Toronto Detached Benchmark Percent Change

The 12 month percent change of a typical detached home across the Toronto Real Estate Board.

Source: TREB, Better Dwelling.

The median sale price of detached homes across Greater Toronto showed minor declines. TREB reported a median sale price of $850,000 in March, down 2.63% from the year before. The City of Toronto had a median sale price of exactly $1,000,000, down 1.08% from the month before. For those wondering, this means half of detached homes in TREB sold at least 7.91% less than the price of a “typical” one. In the City of Toronto, half of detached homes sold at least 10.73% below the price of benchmark detached home.

Toronto Detached Average Sale Price

The average sale price of a detached house in the Toronto Real Estate Board.

Source: TREB, Better Dwelling.

The average sale price also made a small drop across Greater Toronto.  TREB reported an average of $984,782 in March, down 2.08% from last year. In the City of Toronto, it fell to $1,267,598, down 2.03% from last year. The average sale price is less of an indicator of sticker prices, and more of a sign of dollar flow.

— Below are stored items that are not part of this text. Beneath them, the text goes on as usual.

pub mod db_utils;
pub mod forms;
pub mod sanitize;
pub mod uploads;
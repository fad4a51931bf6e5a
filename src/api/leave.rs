use actix_web::{web, HttpResponse};
use chrono::{Local, NaiveDate, SubsecRound};
use serde_json::json;
use sqlx::SqlitePool;
use tracing::info;

use crate::auth::extractor::{EmployeeHint, EmployeeId};
use crate::error::{ApiError, ApiResult};
use crate::model::leave_request::LeaveRequest;
use crate::utils::forms::FormData;
use crate::utils::sanitize::escape_html;

fn parse_leave_date(raw: &str) -> Result<NaiveDate, ApiError> {
    NaiveDate::parse_from_str(raw, "%Y-%m-%d").map_err(|_| {
        ApiError::Validation("Invalid date format. Please use YYYY-MM-DD.".to_string())
    })
}

/// Leave requests of the authenticated employee, newest first
#[utoipa::path(
    get,
    path = "/api/employee/leave",
    responses(
        (status = 200, description = "Leave history", body = Object, example = json!({
            "success": true,
            "data": [{"id": 1, "start_date": "2024-02-01", "end_date": "2024-02-05", "status": "Pending"}]
        }))
    ),
    security(("employee_id" = [])),
    tag = "Employee Portal"
)]
pub async fn list_leave(identity: EmployeeId, pool: web::Data<SqlitePool>) -> ApiResult {
    let requests = sqlx::query_as::<_, LeaveRequest>(
        "SELECT id, start_date, end_date, reason, status, requested_at \
         FROM leave_requests WHERE employee_id = ? ORDER BY requested_at DESC",
    )
    .bind(identity.0)
    .fetch_all(pool.get_ref())
    .await?;

    Ok(HttpResponse::Ok().json(json!({ "success": true, "data": requests })))
}

/// Submit a leave request
#[utoipa::path(
    post,
    path = "/api/employee/leave",
    request_body(content = Object, content_type = "application/x-www-form-urlencoded"),
    responses(
        (status = 200, description = "Request recorded as Pending", body = Object, example = json!({
            "success": true,
            "message": "Leave request submitted.",
            "data": {"id": 2, "start_date": "2024-02-01", "end_date": "2024-02-05", "status": "Pending"}
        }))
    ),
    security(("employee_id" = [])),
    tag = "Employee Portal"
)]
pub async fn submit_leave(
    identity: EmployeeHint,
    pool: web::Data<SqlitePool>,
    form: FormData,
) -> ApiResult {
    let employee_id = identity.resolve(&form)?;

    let start_raw = form.value("start_date").trim().to_string();
    let end_raw = form.value("end_date").trim().to_string();
    let reason = escape_html(form.value("reason"));

    if start_raw.is_empty() || end_raw.is_empty() || reason.is_empty() {
        return Err(ApiError::Validation(
            "Start date, end date, and reason are required.".to_string(),
        ));
    }

    let start_date = parse_leave_date(&start_raw)?;
    let end_date = parse_leave_date(&end_raw)?;

    if end_date < start_date {
        return Err(ApiError::Validation(
            "End date cannot be before start date.".to_string(),
        ));
    }
    if start_date < Local::now().date_naive() {
        return Err(ApiError::Validation(
            "Start date cannot be in the past.".to_string(),
        ));
    }

    let requested_at = Local::now().naive_local().trunc_subsecs(0);
    let done = sqlx::query(
        "INSERT INTO leave_requests \
         (employee_id, start_date, end_date, reason, status, requested_at) \
         VALUES (?, ?, ?, ?, 'Pending', ?)",
    )
    .bind(employee_id)
    .bind(start_date)
    .bind(end_date)
    .bind(&reason)
    .bind(requested_at)
    .execute(pool.get_ref())
    .await?;

    let request_id = done.last_insert_rowid();
    info!(employee_id, request_id, "Leave request submitted");

    let request = sqlx::query_as::<_, LeaveRequest>(
        "SELECT id, start_date, end_date, reason, status, requested_at \
         FROM leave_requests WHERE id = ?",
    )
    .bind(request_id)
    .fetch_optional(pool.get_ref())
    .await?;

    Ok(HttpResponse::Ok().json(json!({
        "success": true,
        "message": "Leave request submitted.",
        "data": request
    })))
}

#[cfg(test)]
mod tests {
    use super::*;
    use crate::test_utils::{body_json, insert_employee, setup_test_db};
    use actix_web::web::Data;

    fn leave_form(start: &str, end: &str, reason: &str) -> FormData {
        let mut form = FormData::default();
        form.insert_text("start_date", start);
        form.insert_text("end_date", end);
        form.insert_text("reason", reason);
        form
    }

    #[actix_web::test]
    async fn submit_then_list_round_trip() {
        let pool = setup_test_db().await;
        let id = insert_employee(&pool, "jdoe", "pw").await;

        let today = Local::now().date_naive();
        let next_week = today + chrono::Days::new(7);
        let body = body_json(
            submit_leave(
                EmployeeHint(Some(id)),
                Data::new(pool.clone()),
                leave_form(
                    &today.format("%Y-%m-%d").to_string(),
                    &next_week.format("%Y-%m-%d").to_string(),
                    "Family trip",
                ),
            )
            .await
            .unwrap(),
        )
        .await;
        assert_eq!(body["message"], "Leave request submitted.");
        assert_eq!(body["data"]["status"], "Pending");

        let listed = body_json(list_leave(EmployeeId(id), Data::new(pool)).await.unwrap()).await;
        assert_eq!(listed["data"].as_array().unwrap().len(), 1);
        assert_eq!(listed["data"][0]["reason"], "Family trip");
    }

    #[actix_web::test]
    async fn submit_requires_all_fields() {
        let pool = setup_test_db().await;
        let id = insert_employee(&pool, "jdoe", "pw").await;

        let err = submit_leave(
            EmployeeHint(Some(id)),
            Data::new(pool),
            leave_form("2030-01-01", "", "Vacation"),
        )
        .await
        .unwrap_err();
        assert_eq!(
            err.to_string(),
            "Start date, end date, and reason are required."
        );
    }

    #[actix_web::test]
    async fn submit_rejects_malformed_dates() {
        let pool = setup_test_db().await;
        let id = insert_employee(&pool, "jdoe", "pw").await;

        let err = submit_leave(
            EmployeeHint(Some(id)),
            Data::new(pool),
            leave_form("01/02/2030", "2030-02-05", "Vacation"),
        )
        .await
        .unwrap_err();
        assert_eq!(err.to_string(), "Invalid date format. Please use YYYY-MM-DD.");
    }

    #[actix_web::test]
    async fn submit_rejects_inverted_range() {
        let pool = setup_test_db().await;
        let id = insert_employee(&pool, "jdoe", "pw").await;

        let err = submit_leave(
            EmployeeHint(Some(id)),
            Data::new(pool),
            leave_form("2030-02-05", "2030-02-01", "Vacation"),
        )
        .await
        .unwrap_err();
        assert_eq!(err.to_string(), "End date cannot be before start date.");
    }

    #[actix_web::test]
    async fn submit_rejects_past_start() {
        let pool = setup_test_db().await;
        let id = insert_employee(&pool, "jdoe", "pw").await;

        let yesterday = Local::now().date_naive().pred_opt().unwrap();
        let err = submit_leave(
            EmployeeHint(Some(id)),
            Data::new(pool),
            leave_form(
                &yesterday.format("%Y-%m-%d").to_string(),
                &yesterday.format("%Y-%m-%d").to_string(),
                "Vacation",
            ),
        )
        .await
        .unwrap_err();
        assert_eq!(err.to_string(), "Start date cannot be in the past.");
    }
}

Toronto Detached Average Sale Price Change

The 12 month percent change of average sale price across across TREB.

Source: TREB, Better Dwelling.

Detached Sales Rise In The Suburbs, Fall In City of Toronto

Greater Toronto sales of detached homes are on the rise, in the suburbs at least. TREB reported 3,230 sales in March, up 3.52% from last year. The City of Toronto represented 671 of those sales, down 4.95% from last year. Sales a rising in the 905, but falling in the City of Toronto. Sales across Greater Toronto are 26.3% lower than the median over the past 10 years. This is also the second fewest sales for March in the past decade.

Toronto Detached Sales Vs. New Listings

The total number of detached sales, compared to the number of new detached listings per month.

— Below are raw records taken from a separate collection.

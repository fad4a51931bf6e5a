use crate::error::ApiError;
use actix_multipart::Multipart;
use actix_web::http::header;
use actix_web::{FromRequest, HttpRequest, dev::Payload, web};
use futures_util::StreamExt;
use futures_util::future::LocalBoxFuture;
use std::collections::HashMap;
use tracing::error;

/// One uploaded file part: the form field it arrived under, the client
/// filename, and the raw bytes.
#[derive(Debug, Clone)]
pub struct UploadedFile {
    pub field: String,
    pub file_name: String,
    pub data: Vec<u8>,
}

/// Unified body extractor for the mutating endpoints. Accepts both
/// `application/x-www-form-urlencoded` and `multipart/form-data`;
/// text fields are first-occurrence-wins, file parts keep their order.
#[derive(Debug, Default)]
pub struct FormData {
    fields: HashMap<String, String>,
    files: Vec<UploadedFile>,
}

impl FormData {
    /// Field value, or `""` when the field is absent.
    pub fn value(&self, name: &str) -> &str {
        self.fields.get(name).map(String::as_str).unwrap_or("")
    }

    pub fn has_field(&self, name: &str) -> bool {
        self.fields.contains_key(name)
    }

    /// First file uploaded under the given field name.
    pub fn file(&self, field: &str) -> Option<&UploadedFile> {
        self.files.iter().find(|f| f.field == field)
    }

    pub fn insert_text(&mut self, name: impl Into<String>, value: impl Into<String>) {
        self.fields.entry(name.into()).or_insert_with(|| value.into());
    }

    pub fn attach_file(
        &mut self,
        field: impl Into<String>,
        file_name: impl Into<String>,
        data: Vec<u8>,
    ) {
        self.files.push(UploadedFile {
            field: field.into(),
            file_name: file_name.into(),
            data,
        });
    }
}

/// Parses an urlencoded body. Undecodable input reads as an empty form,
/// which the handlers then reject through their required-field checks.
fn from_urlencoded(body: &[u8]) -> FormData {
    let pairs: Vec<(String, String)> = serde_urlencoded::from_bytes(body).unwrap_or_default();

    let mut form = FormData::default();
    for (name, value) in pairs {
        form.insert_text(name, value);
    }
    form
}

async fn from_multipart(req: &HttpRequest, payload: Payload) -> Result<FormData, ApiError> {
    let mut multipart = Multipart::new(req.headers(), payload);
    let mut form = FormData::default();

    while let Some(item) = multipart.next().await {
        let mut field = item.map_err(|e| {
            error!(error = %e, "Failed to read multipart field");
            ApiError::Internal
        })?;

        let name = field.name().to_string();
        let file_name = field
            .content_disposition()
            .get_filename()
            .map(str::to_string);

        let mut data = web::BytesMut::new();
        while let Some(chunk) = field.next().await {
            let chunk = chunk.map_err(|e| {
                error!(error = %e, field = %name, "Failed to read multipart chunk");
                ApiError::Internal
            })?;
            data.extend_from_slice(&chunk);
        }

        match file_name {
            // A part with a filename is a file; an empty filename means
            // the client submitted an empty file input.
            Some(file_name) if !file_name.is_empty() => {
                form.attach_file(name, file_name, data.to_vec());
            }
            _ => {
                form.insert_text(name, String::from_utf8_lossy(&data).into_owned());
            }
        }
    }

    Ok(form)
}

impl FromRequest for FormData {
    type Error = ApiError;
    type Future = LocalBoxFuture<'static, Result<Self, Self::Error>>;

    fn from_request(req: &HttpRequest, payload: &mut Payload) -> Self::Future {
        let req = req.clone();
        let mut payload = payload.take();

        Box::pin(async move {
            let content_type = req
                .headers()
                .get(header::CONTENT_TYPE)
                .and_then(|v| v.to_str().ok())
                .unwrap_or("");

            if content_type.starts_with("multipart/form-data") {
                return from_multipart(&req, payload).await;
            }

            let mut body = web::BytesMut::new();
            while let Some(chunk) = payload.next().await {
                let chunk = chunk.map_err(|e| {
                    error!(error = %e, "Failed to read request body");
                    ApiError::Internal
                })?;
                body.extend_from_slice(&chunk);
            }

            Ok(from_urlencoded(&body))
        })
    }
}
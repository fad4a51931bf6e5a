use chrono::{NaiveDate, NaiveDateTime};
use serde::{Deserialize, Serialize};
use utoipa::ToSchema;

/// One employee-day punch record. `punch_out_time` stays null until the
/// employee punches out.
#[derive(Debug, Serialize, Deserialize, sqlx::FromRow, ToSchema)]
pub struct Attendance {
    pub id: i64,

    #[schema(value_type = Option<String>, example = "2024-01-10T09:00:00")]
    pub punch_in_time: Option<NaiveDateTime>,

    #[schema(value_type = Option<String>, example = "2024-01-10T18:00:00")]
    pub punch_out_time: Option<NaiveDateTime>,

    #[schema(value_type = String, format = "date", example = "2024-01-10")]
    pub date: NaiveDate,
}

Source: TREB, Better Dwelling.

Detached Inventory Falls In The 905, Rises In The City

The number of new listings for detached homes fell across the board. TREB reported 7,364 new listings in March, down 8.07% from last year. The City of Toronto represented 1,431 of those new listings, down 2.85% from last year. The drop in new listings did more to total inventory in the suburbs than the City.

The impact of new listings dropped total inventory in the 905, but wasn’t enough to keep the city from rising. TREB had 9,361 active detached listings in March, down 3% from last year. The City of Toronto represented 1,750 of those listings, up 6.57% from last year. The 905 is seeing inventory drop, while the City’s lingering listings pushed the total higher. The number of active listings is 17.36% higher than the median over the past 8 years (as long as publicly available), and the second highest in that period.

Toronto Active Detached Listings

The total number of detached listings available.

Source: TREB, Better Dwelling.

The Greater Toronto detached market is stable, relative to last year. Prices are moving higher officially, but there’s a good chance it was a statistically anomaly. No other price indicator showed an increase, so watch the number carefully. What we know for sure is inventory is higher than usual, and sales are lower. The great inventory crunch is over, now let’s see how buyers react with prices.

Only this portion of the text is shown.